Psalm 105:21-22, He [The King of Egypt] made him lord of his house, and ruler over all his possessions, to imprison his high officials at will, that he might teach his elders wisdom.


  • Joseph’s response to them is a powerful one. “You intended to harm me, but God intended it for good, to accomplish what is not being done, the saving of many lives.


  • If he had not been sold by his brothers, he would not have gone to live in Egypt in Potiphars house; had he not gone to Potiphar’s house he would not have been falsely accused and imprisoned. Had he not been imprisoned, he would not have met the cupbearer of the king; and had he not been forgotten by the cupbearer of the king, he would not have met the king at the time he was needed which was two years later when Pharaoh had a dream.


  • God was working wonders, and he was weaving it all together for the present result in Joseph’s life, to present many people alive.


  • Perhaps today you need a reminder that our God is still the God of wonder, He is still the wonder working God and He weaves and works things together, meaning them for good, even the things that aren’t easily understood.
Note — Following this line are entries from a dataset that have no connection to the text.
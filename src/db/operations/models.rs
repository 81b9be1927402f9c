use crate::db::model::Group;
use crate::db::model::Task;
use crate::db::types::*;
use chrono::NaiveDateTime;
use serde::Serialize;
use std::collections::HashMap;
use uuid::Uuid;

#[derive(Serialize, Debug, PartialEq)]
pub struct DisplayGroupInfo {
    pub id: i32,
    pub name: String,
    #[serde(rename = "userId")]
    pub creator_uuid: Uuid,
    #[serde(rename = "createdAt")]
    pub created: NaiveDateTime,
}

impl From<Group> for DisplayGroupInfo {
    fn from(group: Group) -> Self {
        DisplayGroupInfo {
            id: group.id,
            name: group.name,
            creator_uuid: group.creator_uuid,
            created: group.created,
        }
    }
}

#[derive(Serialize, Debug, PartialEq)]
pub struct DisplayTask {
    pub id: i32,
    #[serde(rename = "TaskName")]
    pub task_name: String,
    #[serde(rename = "Priority")]
    pub priority: TaskPriority,
    #[serde(rename = "DeadLine")]
    pub deadline: NaiveDateTime,
    #[serde(rename = "Status")]
    pub status: TaskStatus,
    #[serde(rename = "groupId")]
    pub group_id: i32,
    #[serde(rename = "userId")]
    pub user_uuid: Uuid,
    #[serde(rename = "parentId")]
    pub parent_uuid: Uuid,
    #[serde(rename = "CreatedAt")]
    pub created: NaiveDateTime,
    #[serde(rename = "UpdatedAt")]
    pub updated: NaiveDateTime,
}

impl From<Task> for DisplayTask {
    fn from(task: Task) -> Self {
        DisplayTask {
            id: task.id,
            task_name: task.task_name,
            priority: task.priority,
            deadline: task.deadline,
            status: task.status,
            group_id: task.group_id,
            user_uuid: task.user_uuid,
            parent_uuid: task.parent_uuid,
            created: task.created,
            updated: task.updated,
        }
    }
}

/// One node of the expanded delegation tree.
#[derive(Serialize, Debug, PartialEq)]
pub struct MemberNode {
    #[serde(rename = "id")]
    pub user_uuid: Uuid,
    pub name: String,
    pub email: String,
    pub role: RoleType,
    pub level: i32,
    #[serde(rename = "subUsers")]
    pub sub_users: Vec<MemberNode>,
}

/// Flat listing of a member with their group-scoped tasks.
#[derive(Serialize, Debug)]
pub struct DisplayGroupMember {
    #[serde(rename = "id")]
    pub user_uuid: Uuid,
    pub name: String,
    pub email: String,
    #[serde(rename = "parentId")]
    pub parent_uuid: Uuid,
    pub role: RoleType,
    pub level: i32,
    pub tasks: Vec<DisplayTask>,
}

#[derive(Serialize, Debug)]
pub struct DisplayGroup {
    #[serde(rename = "groupId")]
    pub group_id: i32,
    pub name: String,
    #[serde(rename = "createdAt")]
    pub created: NaiveDateTime,
    pub members: Vec<DisplayGroupMember>,
    pub hierarchy: Option<MemberNode>,
}

#[derive(Serialize, Debug, PartialEq)]
pub struct FlatSubUser {
    #[serde(rename = "id")]
    pub user_uuid: Uuid,
    pub name: String,
    pub email: String,
    #[serde(rename = "parentId")]
    pub parent_uuid: Uuid,
    pub level: i32,
}

/// Per-group slice of the caller's own subtree, keyed by group in the
/// response map.
#[derive(Serialize, Debug)]
pub struct GroupSubtree {
    #[serde(rename = "groupId")]
    pub group_id: i32,
    #[serde(rename = "groupName")]
    pub group_name: String,
    pub users: Vec<FlatSubUser>,
}

#[derive(Serialize, Debug, PartialEq)]
pub struct TaskAnalytics {
    #[serde(rename = "totalTasks")]
    pub total_tasks: usize,
    #[serde(rename = "completedTasks")]
    pub completed_tasks: usize,
    #[serde(rename = "onTimeTasks")]
    pub on_time_tasks: usize,
    #[serde(rename = "delayedTasks")]
    pub delayed_tasks: usize,
    #[serde(rename = "avgCompletionTime")]
    pub avg_completion_time: f64,
}

#[derive(Serialize, Debug, PartialEq)]
pub struct MonthlyTrends {
    pub collective: Vec<i64>,
    #[serde(rename = "perGroup")]
    pub per_group: HashMap<i32, Vec<i64>>,
}

#[derive(Serialize, Debug, PartialEq)]
pub struct PeakHours {
    pub collective: Vec<i64>,
    #[serde(rename = "perGroup")]
    pub per_group: HashMap<i32, Vec<i64>>,
}

#[derive(Debug, PartialEq)]
pub enum TaskUpdateKind {
    Full,
    StatusOnly,
}

pub struct TaskFilters {
    pub status: Option<TaskStatus>,
    pub priority: Option<TaskPriority>,
    pub start: Option<NaiveDateTime>,
    pub end: Option<NaiveDateTime>,
}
1 Corinthians 13:12, For now we see in a mirror dimly, but then face to face; now I know in part, but then I will know fully, just as I also have been fully known.


Psalm 27:13, I would have lost heart, unless I had believed that I would see the goodness of the Lord in the land of the living.


Illus. Let God Work the Wonders.


Psalm 105:1-5; 16-22
1Give thanks to the Lord, call upon His name;
Make His deeds known among the peoples.
2Sing to Him, sing praises to Him;
Tell of all His wonders.
3Boast in His holy name;
May the heart of those who seek the Lord be joyful.
4Seek the Lord and His strength;
Seek His face continually.
5Remember His wonders which He has done,
His marvels and the judgments spoken by His mouth.
16And He called for a famine upon the land;
He broke the whole staff of bread.
17He sent a man before them,
Joseph, who was sold as a slave.
18They forced his feet into shackles,
He was put in irons;
19Until the time that his word came to pass,
The word of the Lord refined him.
20The king sent and released him,
The ruler of peoples, and set him free.
21He made him lord of his house,
And ruler over all his possessions,
22To imprison his high officials at will,
That he might teach his elders wisdom.